Careful now, somebody might think it was a documentary ; )

Just what a modern stone age family needs… :)

Nigersaurus, please.

Seriously though – it looks like a very streamlined structure: I guess we’re lucky to have found it as I would imagine this wouldn’t fossilize well in less than ideal conditions.

Wow.

It must have had some industrial strength stomach. I don’t see any cud grinding facility there.

Could it maybe have used its teeth like a bad electric razor to only take really small nibbles of just the juiciest bits? Although from the paper it suggests it had fairly week jaw muscles.

To all the lawyers out there, its the egg shell skull Dino! You could kill something elephant sized with a good punch between the eyes.

With that jaw shape, I don’t see how it could be choosy about which bits it gets.

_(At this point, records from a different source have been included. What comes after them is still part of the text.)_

#[cfg(test)]
mod tests {
    use super::*;
    use crate::client::tests::client_for;
    use mockito::Matcher;
    use std::sync::{Arc, Mutex};

    fn subscription() -> SubscriptionInfo {
        SubscriptionInfo::new("s1", "t1", "Dev")
    }

    fn provider() -> ProviderDto {
        serde_json::from_str(
            r#"{"resourceTypes":[
                {"resourceType":"accounts","locations":["East US","West Europe","Japan East","West US"]},
                {"resourceType":"operations","locations":["Brazil South"]}
            ]}"#,
        )
        .expect("provider")
    }

    fn skus() -> Vec<ResourceSkuDto> {
        serde_json::from_str(
            r#"[
                {"resourceType":"accounts","name":"S0","tier":"Standard","kind":"AIServices","locations":["EASTUS"]},
                {"resourceType":"accounts","name":"S0","tier":"Standard","kind":"AIServices","locations":["WESTEUROPE"]},
                {"resourceType":"accounts","name":"F0","tier":"Free","kind":"SpeechServices","locations":["WESTUS"]},
                {"resourceType":"accounts","name":"S0","tier":"Standard","kind":"SpeechServices","locations":["EASTUS"]},
                {"resourceType":"accounts","name":"S0","tier":"Standard","kind":"AIServices","locations":["BRAZILSOUTH"]}
            ]"#,
        )
        .expect("skus")
    }

    #[test]
    fn regions_intersect_provider_and_sku_locations() {
        assert_eq!(
            regions_for(&provider(), &skus(), AccountType::AiServices),
            vec!["eastus", "westeurope"]
        );
        assert_eq!(
            regions_for(&provider(), &skus(), AccountType::SpeechServices),
            vec!["eastus", "westus"]
        );
    }

    #[test]
    fn sku_lookup_normalizes_location() {
        let options = skus_for(&skus(), AccountType::SpeechServices, "East US").expect("skus");
        assert_eq!(options, vec![SkuOption::new("S0", "Standard")]);
    }

    #[test]
    fn missing_sku_is_domain_error() {
        let err = skus_for(&skus(), AccountType::AiServices, "Japan East").unwrap_err();
        assert_eq!(
            err,
            ArmError::NoPricingTierAvailable {
                location: "Japan East".to_string()
            }
        );
    }

    /// In-memory resource groups that become visible after `lag` lookups.
    struct FakeGroups {
        groups: Mutex<Vec<String>>,
        lag: Mutex<u32>,
        calls: Arc<Mutex<Vec<String>>>,
    }

    impl FakeGroups {
        fn new(existing: &[&str], lag: u32) -> Self {
            Self {
                groups: Mutex::new(existing.iter().map(ToString::to_string).collect()),
                lag: Mutex::new(lag),
                calls: Arc::new(Mutex::new(Vec::new())),
            }
        }
    }

    #[async_trait]
    impl ResourceManagement for FakeGroups {
        async fn list_resource_groups(
            &self,
            _subscription: &SubscriptionInfo,
        ) -> Result<Vec<ResourceGroupInfo>, Report<ArmError>> {
            Ok(Vec::new())
        }

        async fn check_resource_group_exists(
            &self,
            _subscription: &SubscriptionInfo,
            name: &str,
        ) -> Result<bool, Report<ArmError>> {
            self.calls.lock().unwrap().push(format!("exists {name}"));
            let mut lag = self.lag.lock().unwrap();
            if self.groups.lock().unwrap().iter().any(|g| g == name) {
                if *lag == 0 {
                    return Ok(true);
                }
                *lag -= 1;
            }
            Ok(false)
        }

        async fn create_resource_group(
            &self,
            _subscription: &SubscriptionInfo,
            name: &str,
            location: &str,
        ) -> Result<ResourceGroupInfo, Report<ArmError>> {
            self.calls.lock().unwrap().push(format!("create {name}"));
            let mut groups = self.groups.lock().unwrap();
            if groups.iter().any(|g| g == name) {
                return Err(ArmError::Status {
                    status: 409,
                    code: Some("Conflict".to_string()),
                    message: "already exists".to_string(),
                    retry_after: None,
                }
                .into());
            }
            groups.push(name.to_string());
            Ok(ResourceGroupInfo::new(name, location))
        }

        async fn list_available_regions(
            &self,
            _subscription: &SubscriptionInfo,
        ) -> Result<Vec<String>, Report<ArmError>> {
            Ok(Vec::new())
        }

        async fn list_available_skus(
            &self,
            _subscription: &SubscriptionInfo,
            _location: &str,
        ) -> Result<Vec<SkuOption>, Report<ArmError>> {
            Ok(Vec::new())
        }
    }

    #[tokio::test]
    async fn ensure_resource_group_is_idempotent() {
        let groups = FakeGroups::new(&[], 0);
        let policy = RetryPolicy::immediate();

        groups
            .ensure_resource_group(&subscription(), "rg1", "eastus", policy)
            .await
            .expect("first");
        groups
            .ensure_resource_group(&subscription(), "rg1", "eastus", policy)
            .await
            .expect("second");

        let calls = groups.calls.lock().unwrap();
        assert_eq!(calls.iter().filter(|c| c.starts_with("create")).count(), 1);
    }

    #[tokio::test]
    async fn ensure_resource_group_polls_until_visible() {
        let groups = FakeGroups::new(&[], 2);

        groups
            .ensure_resource_group(&subscription(), "rg1", "eastus", RetryPolicy::immediate())
            .await
            .expect("ensure");

        assert_eq!(
            *groups.calls.lock().unwrap(),
            vec!["exists rg1", "create rg1", "exists rg1", "exists rg1", "exists rg1"]
        );
    }

    #[tokio::test]
    async fn ensure_resource_group_tolerates_racing_create() {
        let groups = FakeGroups::new(&["rg1"], 1);

        groups
            .ensure_resource_group(&subscription(), "rg1", "eastus", RetryPolicy::immediate())
            .await
            .expect("ensure");

        assert_eq!(
            *groups.calls.lock().unwrap(),
            vec!["exists rg1", "create rg1", "exists rg1"]
        );
    }

    #[tokio::test]
    async fn ensure_resource_group_fails_when_never_visible() {
        let groups = FakeGroups::new(&[], 100);

        let err = groups
            .ensure_resource_group(&subscription(), "rg1", "eastus", RetryPolicy::immediate())
            .await
            .unwrap_err();

        assert_eq!(
            err.current_context(),
            &ArmError::ResourceGroupNotReady {
                name: "rg1".to_string(),
                attempts: 5
            }
        );
    }

    #[tokio::test]
    async fn invalid_group_name_skips_existence_check() {
        let groups = FakeGroups::new(&["rg1"], 0);

        let invalid = groups
            .validate_resource_group_name(&subscription(), "bad/name.")
            .await
            .expect("validate");

        assert_eq!(invalid, Some(InvalidName::ResourceGroupCharacters));
        assert!(groups.calls.lock().unwrap().is_empty());
    }

    #[tokio::test]
    async fn existing_group_name_is_rejected() {
        let groups = FakeGroups::new(&["rg1"], 0);
        let invalid = groups
            .validate_resource_group_name(&subscription(), "rg1")
            .await
            .expect("validate");
        assert_eq!(
            invalid,
            Some(InvalidName::ResourceGroupExists {
                name: "rg1".to_string()
            })
        );
        assert_eq!(
            groups
                .validate_resource_group_name(&subscription(), "rg2")
                .await
                .expect("validate"),
            None
        );
    }

    #[tokio::test]
    async fn arm_lists_groups_across_pages() {
        let mut server = mockito::Server::new_async().await;
        let next = format!("{}/subscriptions/s1/resourcegroups-page2", server.url());
        server
            .mock("GET", "/subscriptions/s1/resourcegroups")
            .match_query(Matcher::Any)
            .match_header("authorization", "Bearer t0ken")
            .with_status(200)
            .with_body(format!(
                r#"{{"value":[{{"name":"rg1","location":"eastus"}}],"nextLink":"{next}"}}"#
            ))
            .create_async()
            .await;
        server
            .mock("GET", "/subscriptions/s1/resourcegroups-page2")
            .with_status(200)
            .with_body(r#"{"value":[{"name":"rg2","location":"westus"}]}"#)
            .create_async()
            .await;
        let management = ArmResourceManagement::new(client_for(&server), AccountType::AiServices);

        let groups = management
            .list_resource_groups(&subscription())
            .await
            .expect("list");

        assert_eq!(
            groups,
            vec![
                ResourceGroupInfo::new("rg1", "eastus"),
                ResourceGroupInfo::new("rg2", "westus")
            ]
        );
    }

    #[tokio::test]
    async fn arm_head_checks_existence() {
        let mut server = mockito::Server::new_async().await;
        server
            .mock("HEAD", "/subscriptions/s1/resourcegroups/rg1")
            .match_query(Matcher::Any)
            .with_status(204)
            .create_async()
            .await;
        server
            .mock("HEAD", "/subscriptions/s1/resourcegroups/rg2")
            .match_query(Matcher::Any)
            .with_status(404)
            .create_async()
            .await;
        let management = ArmResourceManagement::new(client_for(&server), AccountType::AiServices);

        assert!(
            management
                .check_resource_group_exists(&subscription(), "rg1")
                .await
                .expect("head")
        );
        assert!(
            !management
                .check_resource_group_exists(&subscription(), "rg2")
                .await
                .expect("head")
        );
    }
}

The skull is on display at National Geographic’s headquarters in Washington, DC from now until March 19. It’s pretty awesome (I saw it today because I work there) and it’s free. Photo gallery here: http://magma.nationalgeographic.com[…]rsaurus.html

Has anybody else failed to notice that “fossil” is actually a rusted-out car seat probably scavenged from the local dump. The only missing link is in the mind of the evolutionists!

It does make me wonder why an “Intelligent Designer” would bother to actually design something like this. Wouldn’t it be easier to design grass that didn’t need cutting?

There’s an article about this on CNN’s website.

Pole Greaser: We’re all curious. Just what is the origin of your name?

PZ Myers:

Look at this picture; in reality, it’s even more striking.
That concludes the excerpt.